Duvall appeared in an ad during last year’s Kentucky governor’s race – hitting the GOP candidate for not supporting rape and incest exemptions – that Democrats credit with helping Gov. Andy Beshear win reelection.
Sitting aboard the Harris campaign’s tour bus, Duvall said she’s seen her story resonate with people because she could be anyone’s daughter, niece, sister, wife or neighbor.
“That’s what’s so scary, is that you hear that there are women going through these traumatic incidents and not able to get abortion care, and then men have the audacity to say it’s not their issue,” she said. “There is not a single man who doesn’t have a woman who is significant in their life, and that makes it everybody’s problem.”

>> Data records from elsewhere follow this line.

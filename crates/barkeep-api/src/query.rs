//! Row query description shared by every gateway.

use serde::{Deserialize, Serialize};

/// Equality filter on a single column.
#[derive(Debug, Clone, PartialEq, Serialize, Deserialize)]
pub struct Filter {
    pub column: String,
    pub value: serde_json::Value,
}

/// Sort order for a query.
#[derive(Debug, Clone, PartialEq, Eq, Serialize, Deserialize)]
pub struct Order {
    pub column: String,
    pub ascending: bool,
}

/// Query over one table: conjunctive equality filters, an optional order and limit.
#[derive(Debug, Clone, Default, PartialEq, Serialize, Deserialize)]
pub struct Query {
    pub filters: Vec<Filter>,
    pub order: Option<Order>,
    pub limit: Option<usize>,
}

impl Query {
    pub fn new() -> Self {
        Self::default()
    }

    pub fn eq(mut self, column: &str, value: impl Into<serde_json::Value>) -> Self {
        self.filters.push(Filter {
            column: column.to_string(),
            value: value.into(),
        });
        self
    }

    pub fn order_by(mut self, column: &str, ascending: bool) -> Self {
        self.order = Some(Order {
            column: column.to_string(),
            ascending,
        });
        self
    }

    pub fn limit(mut self, limit: usize) -> Self {
        self.limit = Some(limit);
        self
    }

    /// True when results are ordered newest-first.
    pub fn is_descending(&self) -> bool {
        self.order.as_ref().is_some_and(|o| !o.ascending)
    }
}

Several of the male Harris supporters in the crowd pointed to those women as they discussed their support for reproductive rights.
Chris Scholding, a 50-year-old union electrician, said he was there because he has two daughters – a 20-year-old college student and a four-year-old toddler – and he felt a second Trump term would pose a broad threat to people’s rights.
Larry Padersky, a 60-year-old registered Republican from New Jersey who attended the Harris event with his 28-year-old daughter, said he doesn’t want the government infringing on anyone’s pursuit of happiness and said he was moved by Duvall’s story.
“It really rips your heart out to hear a true individual’s testament of what happened to her,” he said. “And I know that she’s not alone. If you hear stories like that, it just strengthens my opinion on reproductive freedoms.”